Bernat no dejó pasar un solo día. Aquella misma tarde, cuando terminó su jornada, empezó a buscar trabajo para él y Arnau. Encontró una casa noble con cuadras y fue bien recibido por el encargado. Muchos eran los que en Barcelona envidiaban los cuidados que se daban a los caballos de Grau Puig y cuando Bernat se presentó como artífice de los mismos, el encargado mostró interés por contratarlos. Pero al día siguiente, cuando Bernat acudió de nuevo a las cuadras para confirmar una noticia que ya había celebrado con sus hijos, ni siquiera fue recibido. «No pagaban lo suficiente», mintió esa noche a la hora de la cena. Bernat volvió a intentarlo en otras casas nobles que disponían de cuadras, pero cuando parecía que había buena disposición a contratarlos, ésta desaparecía de la noche a la mañana.

– No lograrás encontrar trabajo -le confesó al fin un caballerizo, afectado por la desesperación que reflejaba el rostro de Bernat, que hundió la mirada en el empedrado de la enésima caballeriza que lo rechazaba-. La baronesa no permitirá que lo consigas -le explicó el caballerizo-. Después de que nos visitaras, mi señor recibió un mensaje de la baronesa rogándole que no te diera trabajo. Lo siento.

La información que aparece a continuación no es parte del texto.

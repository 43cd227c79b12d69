//! HTTP status code mapping for error codes

use super::codes::ErrorCode;
use http::StatusCode;

impl ErrorCode {
    /// Get the appropriate HTTP status code for this error code
    pub fn http_status(&self) -> StatusCode {
        match self {
            // Success
            Self::Success => StatusCode::OK,

            // 404 Not Found
            Self::OrderNotFound | Self::BookNotFound => StatusCode::NOT_FOUND,

            // 409 Conflict
            Self::OrderAlreadyPaid | Self::BookOutOfStock => StatusCode::CONFLICT,

            // 401 Unauthorized
            Self::NotAuthenticated | Self::TokenExpired | Self::TokenInvalid => {
                StatusCode::UNAUTHORIZED
            }

            // 503 Service Unavailable (transient errors, client can retry)
            Self::TimeoutError => StatusCode::SERVICE_UNAVAILABLE,

            // 500 Internal Server Error
            Self::DatabaseError => StatusCode::INTERNAL_SERVER_ERROR,

            // 400 Bad Request
            Self::ValidationFailed | Self::OrderEmpty | Self::BookInactive => {
                StatusCode::BAD_REQUEST
            }
        }
    }
}

#[cfg(test)]
mod tests {
    use super::*;

    #[test]
    fn test_not_found_status() {
        assert_eq!(
            ErrorCode::OrderNotFound.http_status(),
            StatusCode::NOT_FOUND
        );
        assert_eq!(ErrorCode::BookNotFound.http_status(), StatusCode::NOT_FOUND);
    }

    #[test]
    fn test_conflict_status() {
        assert_eq!(
            ErrorCode::OrderAlreadyPaid.http_status(),
            StatusCode::CONFLICT
        );
        assert_eq!(
            ErrorCode::BookOutOfStock.http_status(),
            StatusCode::CONFLICT
        );
    }

    #[test]
    fn test_unauthorized_status() {
        assert_eq!(
            ErrorCode::NotAuthenticated.http_status(),
            StatusCode::UNAUTHORIZED
        );
        assert_eq!(
            ErrorCode::TokenInvalid.http_status(),
            StatusCode::UNAUTHORIZED
        );
    }

    #[test]
    fn test_server_side_status() {
        assert_eq!(
            ErrorCode::DatabaseError.http_status(),
            StatusCode::INTERNAL_SERVER_ERROR
        );
        assert_eq!(
            ErrorCode::TimeoutError.http_status(),
            StatusCode::SERVICE_UNAVAILABLE
        );
    }

    #[test]
    fn test_bad_request_status() {
        assert_eq!(ErrorCode::OrderEmpty.http_status(), StatusCode::BAD_REQUEST);
        assert_eq!(
            ErrorCode::ValidationFailed.http_status(),
            StatusCode::BAD_REQUEST
        );
        assert_eq!(
            ErrorCode::BookInactive.http_status(),
            StatusCode::BAD_REQUEST
        );
    }
}
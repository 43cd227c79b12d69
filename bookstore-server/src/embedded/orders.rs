//! Order store and statistics on redb

use async_trait::async_trait;
use redb::{ReadableDatabase, ReadableTable, WriteTransaction};
use shared::models::{Order, OrderCreate, OrderItem, OrderStatistics, OrderStatus};
use shared::request::PaginationQuery;

use super::{
    EmbeddedStorage, ORDER_ID_SEQ, ORDER_ITEM_ID_SEQ, ORDER_ITEMS_TABLE, ORDER_NUMBERS_TABLE,
    ORDERS_TABLE, USER_ORDERS_TABLE, encode, next_id, read_items, read_order,
};
use crate::storage::{OrderStore, StatisticsReader, StorageError, StorageResult};

#[async_trait]
impl OrderStore for EmbeddedStorage {
    async fn lock_order_with_items(
        &self,
        tx: &mut WriteTransaction,
        order_id: i64,
    ) -> StorageResult<Option<Order>> {
        // The write transaction itself is the lock
        let orders = tx.open_table(ORDERS_TABLE)?;
        let Some(mut order) = read_order(&orders, order_id)? else {
            return Ok(None);
        };
        let items = tx.open_table(ORDER_ITEMS_TABLE)?;
        order.items = read_items(&items, order_id)?;
        Ok(Some(order))
    }

    async fn mark_paid(
        &self,
        tx: &mut WriteTransaction,
        order_id: i64,
        paid_at: i64,
    ) -> StorageResult<u64> {
        let mut orders = tx.open_table(ORDERS_TABLE)?;
        let Some(mut order) = read_order(&orders, order_id)? else {
            return Ok(0);
        };
        if order.is_paid {
            tracing::debug!(order_id, "Order already marked paid, nothing to update");
            return Ok(0);
        }

        order.status = OrderStatus::Paid;
        order.is_paid = true;
        order.payment_time = Some(paid_at);
        order.updated_at = paid_at;
        orders.insert(order_id, encode(&order)?.as_slice())?;
        Ok(1)
    }

    async fn create_with_items(&self, new_order: OrderCreate) -> StorageResult<Order> {
        self.blocking(move |db| {
            let txn = db.begin_write()?;
            let order = insert_order(&txn, new_order)?;
            txn.commit()?;
            Ok(order)
        })
        .await
    }

    async fn get_order_by_id(&self, order_id: i64) -> StorageResult<Option<Order>> {
        self.blocking(move |db| {
            let read_txn = db.begin_read()?;
            let orders = read_txn.open_table(ORDERS_TABLE)?;
            let Some(mut order) = read_order(&orders, order_id)? else {
                return Ok(None);
            };
            let items = read_txn.open_table(ORDER_ITEMS_TABLE)?;
            order.items = read_items(&items, order_id)?;
            Ok(Some(order))
        })
        .await
    }

    async fn list_user_orders(
        &self,
        user_id: i64,
        page: u32,
        per_page: u32,
    ) -> StorageResult<(Vec<Order>, u64)> {
        self.blocking(move |db| {
            let read_txn = db.begin_read()?;
            let index = read_txn.open_table(USER_ORDERS_TABLE)?;
            let orders = read_txn.open_table(ORDERS_TABLE)?;
            let items = read_txn.open_table(ORDER_ITEMS_TABLE)?;

            let range = (user_id, i64::MIN)..=(user_id, i64::MAX);
            let total = index.range(range.clone())?.count() as u64;

            let offset = PaginationQuery::offset(page, per_page) as usize;
            let mut page_orders = Vec::with_capacity(per_page as usize);
            for result in index
                .range(range)?
                .rev()
                .skip(offset)
                .take(per_page as usize)
            {
                let (key, _) = result?;
                let (_, order_id) = key.value();
                let Some(mut order) = read_order(&orders, order_id)? else {
                    continue;
                };
                order.items = read_items(&items, order_id)?;
                page_orders.push(order);
            }

            Ok((page_orders, total))
        })
        .await
    }
}

#[async_trait]
impl StatisticsReader for EmbeddedStorage {
    async fn order_statistics(&self, user_id: i64) -> StorageResult<OrderStatistics> {
        self.blocking(move |db| {
            let read_txn = db.begin_read()?;
            let index = read_txn.open_table(USER_ORDERS_TABLE)?;
            let orders = read_txn.open_table(ORDERS_TABLE)?;

            let mut stats = OrderStatistics::default();
            for result in index.range((user_id, i64::MIN)..=(user_id, i64::MAX))? {
                let (key, _) = result?;
                let (_, order_id) = key.value();
                let Some(order) = read_order(&orders, order_id)? else {
                    continue;
                };
                stats.total_orders += 1;
                stats.total_amount = stats
                    .total_amount
                    .checked_add(order.total_amount)
                    .ok_or_else(|| {
                        StorageError::Overflow(format!("total amount of user {user_id}"))
                    })?;
                if order.is_paid {
                    stats.paid_orders += 1;
                }
            }
            stats.pending_orders = stats.total_orders - stats.paid_orders;
            Ok(stats)
        })
        .await
    }
}

/// Insert an order, its items and its index entries inside `txn`
fn insert_order(txn: &WriteTransaction, new_order: OrderCreate) -> StorageResult<Order> {
    {
        let numbers = txn.open_table(ORDER_NUMBERS_TABLE)?;
        if numbers.get(new_order.order_no.as_str())?.is_some() {
            return Err(StorageError::Constraint(format!(
                "duplicate order_no {}",
                new_order.order_no
            )));
        }
    }

    let order_id = next_id(txn, ORDER_ID_SEQ)?;
    let mut items = Vec::with_capacity(new_order.items.len());
    for item in &new_order.items {
        items.push(OrderItem {
            id: next_id(txn, ORDER_ITEM_ID_SEQ)?,
            order_id,
            book_id: item.book_id,
            quantity: item.quantity,
            price: item.price,
            subtotal: item.subtotal,
            created_at: new_order.created_at,
        });
    }

    let order = Order {
        id: order_id,
        user_id: new_order.user_id,
        order_no: new_order.order_no,
        total_amount: new_order.total_amount,
        status: OrderStatus::Pending,
        is_paid: false,
        payment_time: None,
        created_at: new_order.created_at,
        updated_at: new_order.created_at,
        items: Vec::new(),
    };

    {
        let mut orders = txn.open_table(ORDERS_TABLE)?;
        orders.insert(order_id, encode(&order)?.as_slice())?;

        let mut order_items = txn.open_table(ORDER_ITEMS_TABLE)?;
        for item in &items {
            order_items.insert((order_id, item.id), encode(item)?.as_slice())?;
        }

        let mut index = txn.open_table(USER_ORDERS_TABLE)?;
        index.insert((order.user_id, order_id), ())?;

        let mut numbers = txn.open_table(ORDER_NUMBERS_TABLE)?;
        numbers.insert(order.order_no.as_str(), order_id)?;
    }

    Ok(Order { items, ..order })
}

– Bastardo. -Se lo dijo al oído, en voz baja pero firme, arrastrando las vocales. Tomás el palafrenero se sobresaltó e intentó escapar, pero Bernat, a su espalda, lo agarró por el cuello y apretó hasta que el palafrenero empezó a doblarse sobre sí mismo. Sólo entonces aflojó la presión. «Si los nobles reciben mensajes -pensó Bernat-, alguien debe de estar siguiéndome.» «Déjame salir por otra puerta», le rogó al caballerizo.Tomas, apostado en una esquina frente a la puerta de las caballerizas, no le vio salir; Bernat se le acercó por detrás-.Tú preparaste el ronzal para que saltase, ¿verdad? Y ahora, ¿qué más quieres? -Bernat volvió a apretar el cuello del palafrenero.

– ¿Qué…? ¿Qué más da? -boqueó Tomàs.

– ¿Qué pretendes decir? -Bernat apretó con fuerza. El palafrenero movió los brazos sin conseguir zafarse. Al cabo de unos segundos, Bernat notó que el cuerpo de Tomas empezaba a desplomarse. Le soltó el cuello y lo volvió hacia él-. ¿Qué pretendes decir? -volvió a preguntarle.

Tomás tomó aire varias veces antes de contestar. En cuanto su rostro recuperó el color, una irónica sonrisa apareció en sus labios. -Mátame si quieres -le dijo entrecortadamente-, pero sabes muy bien que si no hubiera sido el ronzal, habría sido cualquier otra cosa. La baronesa te odia y te odiará siempre. No eres más que un siervo fugitivo, y tu hijo el hijo de un siervo fugitivo. No conseguirás trabajo en Barcelona. La baronesa lo ha ordenado y si no soy yo, será otro el encargado de espiarte.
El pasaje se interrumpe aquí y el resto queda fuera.